I'm having trouble wrapping my brain around it all and there are still so many unknowns and so many variables. I am a planner by nature and am also a very visual person. I like to know what I've got coming at me. But tomorrow, we'll be on the road at 5:30 a.m., arriving in a brand new cancer center that I've never been to filled with nurses I've never met and spaces I've never explored.

It's possible that we'll arrive tomorrow (I'll have Mom and Craig in tow) only to find after my bloodwork is read that my blood cells aren't ready for retrieval. If this is the case, we'll have to turn right back around – try again tomorrow.

If my bloodwork is good then the nurses will examine my veins for their viability and determine if they're strong enough to handle the apheresis machine process. If they're determined to be too scarred, too difficult to work with, then it's in for yet another surgical procedure. Hence, I can't eat or drink tomorrow morning, one of my least favorite directives. They'll have to put another catheter into a large vein in my chest, a temporary one called a Quinton catheter, which has an in and an out valve.

So, as you can see, the order of events and really what those events are is all up in the air. I'm just trying my best to let go of control and let whatever needs to happen happen. I hope the nurses are prepared for a peppering of questions as I try to understand all of this.

It's not just tomorrow's possible procedure and the whole harvesting process, but it's also the fact that now I'll be receiving my care at Smilow Cancer Center, a behemoth of a place that I have never stepped foot in before. It's a brand new facility, which is exciting, but I don't know the city of New Haven at all; I don't have the lay of the land; I don't know any of the people that work there; and I've only met my new oncologist for a brief 15 minutes back in February.

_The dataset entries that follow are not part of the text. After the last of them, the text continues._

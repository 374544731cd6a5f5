//! Pipeline manager
//!
//! Realizes pipeline configs, submits pipelines in dependency order, keeps
//! their subscriber lists and performs the pipeline-level hard delete.

use crate::config::PipelineConfig;
use crate::dispatch::{Dispatcher, JobCallback};
use crate::entities::{DataNode, Job, Pipeline, Task};
use crate::error::{OrchestratorError, Result};
use crate::ids::PipelineId;
use crate::manager::{realize, Created, DataManager, EntityManager, TaskManager};
use crate::observability::orchestration_span;
use crate::registry::SubscriberRegistry;
use crate::scheduler;
use crate::scope::{self, ContextKey, ExecutionContext, Scope};
use indexmap::IndexMap;
use parking_lot::Mutex;
use std::sync::Arc;
use strata_store::KeyIndex;

/// Pipeline realization, submission and subscription
#[derive(Debug)]
pub struct PipelineManager {
    store: Arc<EntityManager<Pipeline>>,
    keys: KeyIndex<ContextKey>,
    tasks: Arc<TaskManager>,
    data: Arc<DataManager>,
    dispatcher: Arc<Dispatcher>,
    subscribers: Arc<SubscriberRegistry>,
    subscriptions: Mutex<()>,
}

impl PipelineManager {
    /// Create manager over a pipeline store shared with the dispatcher
    #[must_use]
    pub fn new(
        store: Arc<EntityManager<Pipeline>>,
        tasks: Arc<TaskManager>,
        data: Arc<DataManager>,
        dispatcher: Arc<Dispatcher>,
        subscribers: Arc<SubscriberRegistry>,
    ) -> Self {
        Self {
            store,
            keys: KeyIndex::new(),
            tasks,
            data,
            dispatcher,
            subscribers,
            subscriptions: Mutex::new(()),
        }
    }

    /// Reuse or create the pipeline for `config` in `context`.
    ///
    /// The pipeline's scope is the narrowest scope its task configs reach.
    /// A reused pipeline is returned as stored; a new one realizes its tasks
    /// with the new pipeline id in context, so `PIPELINE` scoped tasks and
    /// data nodes are owned by it. If the pipeline cannot be realized, the
    /// tasks and data nodes created for it are deleted again.
    ///
    /// # Errors
    /// Task or data node realization and store failures
    pub fn get_or_create(
        &self,
        config: &PipelineConfig,
        context: &ExecutionContext,
    ) -> Result<Pipeline> {
        let scope = config.effective_scope();
        let resolution = scope::resolve(config.id(), scope, context);
        let owner = match scope {
            Scope::Pipeline | Scope::Scenario => context.scenario_id().map(ToString::to_string),
            Scope::Cycle => context.cycle_id().map(ToString::to_string),
            Scope::Global => None,
        };

        let mut created = Created::default();
        let result = realize(&self.store, &self.keys, resolution, || {
            let id = PipelineId::generate(config.id());
            let task_context = context.clone().with_pipeline(id.clone());
            let tasks = self
                .tasks
                .realize_many(config.tasks(), &task_context, &mut created)?;
            Ok(Pipeline::new(id, config.id())
                .with_scope(scope)
                .with_owner(owner)
                .with_tasks(tasks.iter().map(|t| t.id().clone()).collect()))
        });
        let realized = match result {
            Ok(realized) => realized,
            Err(e) => {
                self.tasks.discard(&created);
                return Err(e);
            }
        };

        tracing::debug!(
            pipeline_id = %realized.entity.id(),
            config_id = config.id(),
            scope = %scope,
            reused = realized.reused,
            "resolved pipeline"
        );
        Ok(realized.entity)
    }

    /// Run every task of the pipeline in dependency order
    ///
    /// # Errors
    /// `NonExistingPipeline`, `NonExistingTask`, `NonExistingDataNode`, or
    /// `GraphHasCycle`; nothing is dispatched on error
    pub fn submit(&self, id: &PipelineId, callbacks: &[JobCallback]) -> Result<Vec<Job>> {
        let _span = orchestration_span("submit_pipeline", id.as_str()).entered();
        let pipeline = self.get(id)?;
        let tasks = self.load_tasks(&pipeline)?;
        let ordered = scheduler::order(tasks)?;

        tracing::info!(pipeline_id = %id, tasks = ordered.len(), "submitting pipeline");
        self.dispatcher.dispatch(ordered, Some(pipeline.id()), callbacks)
    }

    /// Pipeline tasks grouped by dependency level
    ///
    /// # Errors
    /// Same as [`PipelineManager::submit`]
    pub fn sorted_tasks(&self, id: &PipelineId) -> Result<Vec<Vec<Task>>> {
        let pipeline = self.get(id)?;
        scheduler::levels(self.load_tasks(&pipeline)?)
    }

    /// Data nodes of the pipeline's tasks keyed by config id
    ///
    /// # Errors
    /// `NonExistingPipeline`, `NonExistingTask` or `NonExistingDataNode`
    pub fn data_nodes(&self, id: &PipelineId) -> Result<IndexMap<String, DataNode>> {
        let pipeline = self.get(id)?;
        let mut nodes = IndexMap::new();
        for task in self.load_tasks(&pipeline)? {
            for node_id in task.data_node_ids() {
                let node = self.data.get(node_id)?;
                nodes.insert(node.config_id().to_string(), node);
            }
        }
        Ok(nodes)
    }

    fn load_tasks(&self, pipeline: &Pipeline) -> Result<Vec<Task>> {
        pipeline.tasks().iter().map(|id| self.tasks.get(id)).collect()
    }

    /// Register subscriber `name` on one pipeline, or on every pipeline
    /// stored right now when `pipeline` is `None`
    ///
    /// # Errors
    /// `UnknownSubscriber` if `name` is not registered, `NonExistingPipeline`
    /// if the target is missing
    pub fn subscribe(&self, name: &str, pipeline: Option<&PipelineId>) -> Result<()> {
        if !self.subscribers.contains(name) {
            return Err(OrchestratorError::UnknownSubscriber {
                name: name.to_string(),
            });
        }

        let _guard = self.subscriptions.lock();
        let targets = match pipeline {
            Some(id) => vec![self.get(id)?],
            None => self.store.get_all()?,
        };
        for mut target in targets {
            if target.subscribe(name) {
                self.store.set(&target)?;
            }
        }
        tracing::debug!(subscriber = name, pipeline_id = ?pipeline, "subscribed");
        Ok(())
    }

    /// Remove subscriber `name` from one pipeline, or from every stored
    /// pipeline when `pipeline` is `None`
    ///
    /// # Errors
    /// `SubscriptionNotFound` if the target pipeline (or, for `None`, every
    /// pipeline) lacks the subscriber
    pub fn unsubscribe(&self, name: &str, pipeline: Option<&PipelineId>) -> Result<()> {
        let _guard = self.subscriptions.lock();
        let targets = match pipeline {
            Some(id) => vec![self.get(id)?],
            None => self.store.get_all()?,
        };

        let mut removed = false;
        for mut target in targets {
            if target.unsubscribe(name) {
                self.store.set(&target)?;
                removed = true;
            }
        }
        if !removed {
            return Err(OrchestratorError::SubscriptionNotFound {
                subscriber: name.to_string(),
                pipeline: pipeline.map(ToString::to_string),
            });
        }
        tracing::debug!(subscriber = name, pipeline_id = ?pipeline, "unsubscribed");
        Ok(())
    }

    /// Delete the pipeline, then every `PIPELINE` scoped task it references
    /// together with the task's jobs and `PIPELINE` scoped data nodes.
    ///
    /// Broader-scoped tasks and data nodes are left for their owners.
    ///
    /// # Errors
    /// `NonExistingPipeline` if not stored
    pub fn hard_delete(&self, id: &PipelineId) -> Result<()> {
        let pipeline = self.get(id)?;
        self.delete(id)?;

        let mut deleted = 0;
        for task_id in pipeline.tasks() {
            match self.tasks.find(task_id)? {
                Some(task) if task.scope() == Scope::Pipeline => {
                    self.tasks.hard_delete(task_id)?;
                    deleted += 1;
                }
                _ => {}
            }
        }
        tracing::info!(pipeline_id = %id, tasks = deleted, "pipeline hard deleted");
        Ok(())
    }

    /// Load pipeline
    ///
    /// # Errors
    /// `NonExistingPipeline` if not stored
    pub fn get(&self, id: &PipelineId) -> Result<Pipeline> {
        self.store.get(id.as_str())
    }

    /// Load pipeline, `None` if absent
    ///
    /// # Errors
    /// Returns error if the repository cannot be read
    pub fn find(&self, id: &PipelineId) -> Result<Option<Pipeline>> {
        self.store.find(id.as_str())
    }

    /// Check if stored
    ///
    /// # Errors
    /// Returns error if the repository cannot be read
    pub fn exists(&self, id: &PipelineId) -> Result<bool> {
        self.store.exists(id.as_str())
    }

    /// Every pipeline
    ///
    /// # Errors
    /// Returns error if the repository cannot be read
    pub fn get_all(&self) -> Result<Vec<Pipeline>> {
        self.store.get_all()
    }

    /// Pipelines realized from `config_id`
    ///
    /// # Errors
    /// Returns error if the repository cannot be read
    pub fn get_all_by_config_id(&self, config_id: &str) -> Result<Vec<Pipeline>> {
        self.store.get_all_by_config_id(config_id)
    }

    /// Pipelines owned by `owner_id`
    ///
    /// # Errors
    /// Returns error if the repository cannot be read
    pub fn get_all_by_owner(&self, owner_id: &str) -> Result<Vec<Pipeline>> {
        self.store.get_all_by_owner(owner_id)
    }

    /// Save, replacing the stored copy
    ///
    /// # Errors
    /// Returns error if the repository cannot be written
    pub fn set(&self, pipeline: &Pipeline) -> Result<()> {
        self.store.set(pipeline)
    }

    /// Delete the pipeline entity and its key registration only
    ///
    /// # Errors
    /// `NonExistingPipeline` if not stored
    pub fn delete(&self, id: &PipelineId) -> Result<()> {
        self.keys.remove_id(id.as_str());
        self.store.delete(id.as_str())
    }

    /// Delete several pipelines, returning how many existed
    ///
    /// # Errors
    /// Returns error if the repository cannot be written
    pub fn delete_many(&self, ids: &[PipelineId]) -> Result<usize> {
        for id in ids {
            self.keys.remove_id(id.as_str());
        }
        let ids: Vec<&str> = ids.iter().map(PipelineId::as_str).collect();
        self.store.delete_many(&ids)
    }

    /// Clear the store
    ///
    /// # Errors
    /// Returns error if the repository cannot be written
    pub fn delete_all(&self) -> Result<()> {
        self.keys.clear();
        self.store.delete_all()
    }
}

This is a far, far cry from what I am used to. I know Hartford Hospital in and out because, well, I work there. I know all of the lab techs, secretaries, and nurses at the cancer center and they all know me by name, they know my case, they know where I'm coming from and where I'm going. I know who gives the good shots. I know who to ask for when I need something. I know all the procedures and how the place runs. I have the phone numbers at the Avon and Hartford offices memorized. I even know all the valet parking attendants at the cancer center. I don't even need to hand them my stamped ticket, they just know my car and go and get it for me. And of course above all, I'm going to miss Dr. Dailey and the rapport and understanding we've established.

Now it's time to get used to a whole new world. I just hope that I can turn these unknowns into understoods. I just have to remind myself that this is how I must have felt last May when I was first diagnosed and had no idea what chemo really was, had never heard of Hodgkin's disease, never mind a port-a-cath, platelet count, prophylactic antibiotics, anal fissures, skin burns, embryo creation, and bleomycin side effects. I did my studying and have passed the first set of exams. I guess it's time for second semester?

We'll start with finding the right parking garage.